By Charles Abuede
Sacha Poignonnec, co-chief executive officer of Jumia Technologies AG, has said it is time to lay the groundwork for the next phase of growth in the company, with the e-commerce giant looking ahead of an immediate objective of generating profits from its spearheading African e-commerce business, spreading out longer-term plans to spin-off divisions and enter new countries.
Jumia, popularly referred to as the Amazon of Africa, was begun in Lagos by Frenchmen Poignonnec and Jeremy Hodara in 2012, where it started to stand out because of the business visionaries’ aspiring arrangement to bring internet business to a continent with weak internet connections and banking systems, chaotic transport and unreliable addresses.
However, the New York initial public offering at first attracted a surge of interest, yet a condemning report by short sellers Citron, who affirmed fraud, sent the stock into a descending spiral.
Poignonnec said in an interview that laying the groundwork for growth will partly focus on Jumia’s division that helps convey goods between buyers and sellers in 11 African countries, including Nigeria, Egypt and Uganda, and the payments business that allows them to settle transactions. The co-CEO said the company may eventually look to gyrate the divisions off into separate entities.
“We created something that does not really exist in Africa, which is an end-to-end logistics partner on the continent. We have built it from the get-go so that one day we are in the position to carve it out if we want to,” he explained.
Meanwhile, the subject of when the Berlin-based organisation will become profitable has loomed over the technology group since a prominent New York listing in 2019; and keep in mind that Jumia has been cautious lately not to set itself a deadline. That narrative began to change recently, when stay-at-home alerts during the Covid-19 pandemic started to paint a more certain image for e-commerce companies – even in Africa.
Citron said in October its analysts had “learned a lesson” and wouldn’t wager against Jumia’s rally, even as difficulties, such as slow times of delivery remain in the business.
Thus, Jumia has opened its African logistics network to third parties, assisting with adding volumes and haggle better pricing on delivery and control costs, Poignonnec said. The company, has, however, benefited from disinclination so far by industry giants Amazon.com Inc. and Alibaba Group Holding Limited to significantly spread out on the continent, with Naspers Limited’s Takealot, one of few similar businesses.
“The focus is on reducing losses and controlling costs, and deciding where to allocate our resources,” Poignonnec said. Meanwhile, Jumia’s third-quarter operating loss was $33.9 million, down 49 per cent from the previous year; while its stock has flooded since and has expanded by over 500 per cent in the last 12 months, with the shares traded at 1.4 per cent lower on Thursday in New York, and placing the company’s value at about $3 billion.
Furthermore, Poignonnec said that Jumia left three African markets a year ago, yet will consider different open doors in the much longer-term including Ethiopia.
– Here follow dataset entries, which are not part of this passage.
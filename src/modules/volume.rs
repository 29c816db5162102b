//! Volume data model and creation-option parsing.
//!
//! A [`VolumeRecord`] describes one logical volume: the credentials used to
//! reach the remote filesystem provider, optional client tuning parameters,
//! the derived mountpoint, and the number of containers currently attached.
//! Records are keyed by volume name in the driver's registry and serialized
//! verbatim into the state file.

use super::constants::DEFAULT_PROVIDER_PORT;
use super::error::DriverError;
use super::mountpoint;
use serde::{Deserialize, Serialize};
use std::collections::{BTreeMap, HashMap};
use std::path::{Path, PathBuf};

/// Client tuning parameters that may be set at volume creation.
///
/// Values are opaque strings passed through to the external client
/// unvalidated; an absent key means the client's built-in default. The
/// declaration order is the canonical order in which set parameters are
/// emitted on the client command line.
#[derive(Debug, Clone, Copy, PartialEq, Eq, PartialOrd, Ord, Serialize, Deserialize)]
#[serde(rename_all = "kebab-case")]
pub enum TuningParam {
    /// Number of parallel buffer scheduler threads.
    BufferSchedulerThreadCount,
    /// Number of parallel communicator threads.
    CommunicatorThreadCount,
    /// Number of parallel scheduler threads.
    SchedulerThreadCount,
    /// Number of parallel storage helper threads.
    StorageHelperThreadCount,
    /// Minimum size in bytes of the in-memory cache for input data blocks.
    ReadBufferMinSize,
    /// Maximum size in bytes of the in-memory cache for input data blocks.
    ReadBufferMaxSize,
    /// Read-ahead period in seconds for the input cache.
    ReadBufferPrefetchDuration,
    /// Minimum size in bytes of the in-memory cache for output data blocks.
    WriteBufferMinSize,
    /// Maximum size in bytes of the in-memory cache for output data blocks.
    WriteBufferMaxSize,
    /// Idle period in seconds before the output cache is flushed.
    WriteBufferFlushDelay,
}

impl TuningParam {
    /// All tuning parameters in canonical command-line order.
    pub const ALL: [TuningParam; 10] = [
        TuningParam::BufferSchedulerThreadCount,
        TuningParam::CommunicatorThreadCount,
        TuningParam::SchedulerThreadCount,
        TuningParam::StorageHelperThreadCount,
        TuningParam::ReadBufferMinSize,
        TuningParam::ReadBufferMaxSize,
        TuningParam::ReadBufferPrefetchDuration,
        TuningParam::WriteBufferMinSize,
        TuningParam::WriteBufferMaxSize,
        TuningParam::WriteBufferFlushDelay,
    ];

    /// The creation-option key for this parameter.
    pub fn key(&self) -> &'static str {
        match self {
            TuningParam::BufferSchedulerThreadCount => "buffer-scheduler-thread-count",
            TuningParam::CommunicatorThreadCount => "communicator-thread-count",
            TuningParam::SchedulerThreadCount => "scheduler-thread-count",
            TuningParam::StorageHelperThreadCount => "storage-helper-thread-count",
            TuningParam::ReadBufferMinSize => "read-buffer-min-size",
            TuningParam::ReadBufferMaxSize => "read-buffer-max-size",
            TuningParam::ReadBufferPrefetchDuration => "read-buffer-prefetch-duration",
            TuningParam::WriteBufferMinSize => "write-buffer-min-size",
            TuningParam::WriteBufferMaxSize => "write-buffer-max-size",
            TuningParam::WriteBufferFlushDelay => "write-buffer-flush-delay",
        }
    }

    /// The client command-line flag for this parameter.
    pub fn flag(&self) -> String {
        format!("--{}", self.key())
    }

    /// Looks up a tuning parameter by its creation-option key.
    pub fn from_key(key: &str) -> Option<TuningParam> {
        TuningParam::ALL.iter().copied().find(|p| p.key() == key)
    }
}

/// One logical volume tracked by the driver.
#[derive(Debug, Clone, PartialEq, Serialize, Deserialize)]
pub struct VolumeRecord {
    /// Hostname or IP address of the remote filesystem provider.
    pub provider_host: String,
    /// Port of the remote filesystem provider.
    pub provider_port: String,
    /// Access token used to authenticate against the provider.
    pub access_token: String,
    /// Skip provider certificate validation.
    pub insecure: bool,
    /// Accumulated free-form mount options, passed to the client as a
    /// single comma-joined value.
    pub mount_options: Vec<String>,
    /// Explicitly set client tuning parameters.
    pub tuning: BTreeMap<TuningParam, String>,
    /// Directory on the host where the client mounts the filesystem.
    /// Derived once at creation; never recomputed.
    pub mountpoint: PathBuf,
    /// Number of containers currently attached to this volume.
    pub connections: u64,
}

impl VolumeRecord {
    /// Builds a record from caller-supplied creation options.
    ///
    /// Recognized keys: `host`, `token`, `port`, `insecure`, `opt`, and
    /// every [`TuningParam`] key. `opt` values are split on commas and
    /// accumulated. `host` and `token` are required; everything else has
    /// a default. Any other key fails with a validation error naming it.
    ///
    /// The mountpoint is derived from host and token and placed under
    /// `volumes_root`.
    pub fn from_options(
        options: &HashMap<String, String>,
        volumes_root: &Path,
    ) -> Result<VolumeRecord, DriverError> {
        let mut record = VolumeRecord {
            provider_host: String::new(),
            provider_port: DEFAULT_PROVIDER_PORT.to_string(),
            access_token: String::new(),
            insecure: false,
            mount_options: Vec::new(),
            tuning: BTreeMap::new(),
            mountpoint: PathBuf::new(),
            connections: 0,
        };

        for (key, val) in options {
            match key.as_str() {
                "host" => record.provider_host = val.clone(),
                "token" => record.access_token = val.clone(),
                "port" => record.provider_port = val.clone(),
                "insecure" => record.insecure = val.eq_ignore_ascii_case("true"),
                "opt" => record
                    .mount_options
                    .extend(val.split(',').filter(|o| !o.is_empty()).map(String::from)),
                other => match TuningParam::from_key(other) {
                    Some(param) => {
                        record.tuning.insert(param, val.clone());
                    }
                    None => {
                        return Err(DriverError::Validation(format!(
                            "unknown option {:?}",
                            key
                        )))
                    }
                },
            }
        }

        if record.provider_host.is_empty() {
            return Err(DriverError::Validation(
                "provider host must be specified using the 'host' option".to_string(),
            ));
        }
        if record.access_token.is_empty() {
            return Err(DriverError::Validation(
                "access token must be specified using the 'token' option".to_string(),
            ));
        }

        record.mountpoint = volumes_root.join(mountpoint::derive(
            &record.provider_host,
            &record.access_token,
        ));

        Ok(record)
    }
}

#[cfg(test)]
mod tests {
    use super::*;

    fn options(pairs: &[(&str, &str)]) -> HashMap<String, String> {
        pairs
            .iter()
            .map(|(k, v)| (k.to_string(), v.to_string()))
            .collect()
    }

    #[test]
    fn test_minimal_options() -> Result<(), DriverError> {
        let opts = options(&[("host", "example.org"), ("token", "t0ken")]);
        let record = VolumeRecord::from_options(&opts, Path::new("/tmp/volumes"))?;

        assert_eq!(record.provider_host, "example.org");
        assert_eq!(record.access_token, "t0ken");
        assert_eq!(record.provider_port, DEFAULT_PROVIDER_PORT);
        assert!(!record.insecure);
        assert!(record.mount_options.is_empty());
        assert!(record.tuning.is_empty());
        assert_eq!(record.connections, 0);
        assert!(record.mountpoint.starts_with("/tmp/volumes"));
        Ok(())
    }

    #[test]
    fn test_mountpoint_matches_derivation() -> Result<(), DriverError> {
        let opts = options(&[("host", "example.org"), ("token", "t0ken")]);
        let record = VolumeRecord::from_options(&opts, Path::new("/tmp/volumes"))?;
        assert_eq!(
            record.mountpoint,
            Path::new("/tmp/volumes").join(mountpoint::derive("example.org", "t0ken"))
        );
        Ok(())
    }

    #[test]
    fn test_missing_host() {
        let opts = options(&[("token", "t0ken")]);
        let err = VolumeRecord::from_options(&opts, Path::new("/tmp")).unwrap_err();
        assert!(err.to_string().contains("'host'"), "got: {}", err);
    }

    #[test]
    fn test_missing_token() {
        let opts = options(&[("host", "example.org")]);
        let err = VolumeRecord::from_options(&opts, Path::new("/tmp")).unwrap_err();
        assert!(err.to_string().contains("'token'"), "got: {}", err);
    }

    #[test]
    fn test_unknown_option_names_the_key() {
        let opts = options(&[("host", "h"), ("token", "t"), ("foo", "bar")]);
        let err = VolumeRecord::from_options(&opts, Path::new("/tmp")).unwrap_err();
        assert!(err.to_string().contains("\"foo\""), "got: {}", err);
    }

    #[test]
    fn test_opt_values_accumulate() -> Result<(), DriverError> {
        let opts = options(&[("host", "h"), ("token", "t"), ("opt", "ro,noatime")]);
        let record = VolumeRecord::from_options(&opts, Path::new("/tmp"))?;
        assert_eq!(record.mount_options, vec!["ro", "noatime"]);
        Ok(())
    }

    #[test]
    fn test_insecure_is_case_insensitive() -> Result<(), DriverError> {
        let opts = options(&[("host", "h"), ("token", "t"), ("insecure", "TRUE")]);
        let record = VolumeRecord::from_options(&opts, Path::new("/tmp"))?;
        assert!(record.insecure);

        let opts = options(&[("host", "h"), ("token", "t"), ("insecure", "yes")]);
        let record = VolumeRecord::from_options(&opts, Path::new("/tmp"))?;
        assert!(!record.insecure);
        Ok(())
    }

    #[test]
    fn test_tuning_params_recognized() -> Result<(), DriverError> {
        let opts = options(&[
            ("host", "h"),
            ("token", "t"),
            ("read-buffer-max-size", "1048576"),
            ("scheduler-thread-count", "4"),
        ]);
        let record = VolumeRecord::from_options(&opts, Path::new("/tmp"))?;
        assert_eq!(
            record.tuning.get(&TuningParam::ReadBufferMaxSize),
            Some(&"1048576".to_string())
        );
        assert_eq!(
            record.tuning.get(&TuningParam::SchedulerThreadCount),
            Some(&"4".to_string())
        );
        Ok(())
    }

    #[test]
    fn test_tuning_key_roundtrip() {
        for param in TuningParam::ALL {
            assert_eq!(TuningParam::from_key(param.key()), Some(param));
        }
        assert_eq!(TuningParam::from_key("not-a-param"), None);
    }

    #[test]
    fn test_record_serde_roundtrip() -> anyhow::Result<()> {
        let opts = options(&[
            ("host", "example.org"),
            ("token", "t0ken"),
            ("insecure", "true"),
            ("opt", "ro"),
            ("write-buffer-flush-delay", "5"),
        ]);
        let record = VolumeRecord::from_options(&opts, Path::new("/tmp/volumes"))?;
        let json = serde_json::to_string(&record)?;
        let back: VolumeRecord = serde_json::from_str(&json)?;
        assert_eq!(record, back);
        Ok(())
    }
}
And thus, being Pan-African empowers investors to get an introduction to the continent instead of one nation, he stated, while partners such as wireless carrier MTN Group Ltd. and financial group MasterCard Incorporated who invested in Jumia before the IPO last year can work with the group across several markets.
“No one questions the relevance of e-commerce as a business and the opportunity in Africa is massive. Seven years ago, people were questioning how we are even going to do this, now the only question remains on profitability. Other growth choices include gaming and video streaming,” said the CEO.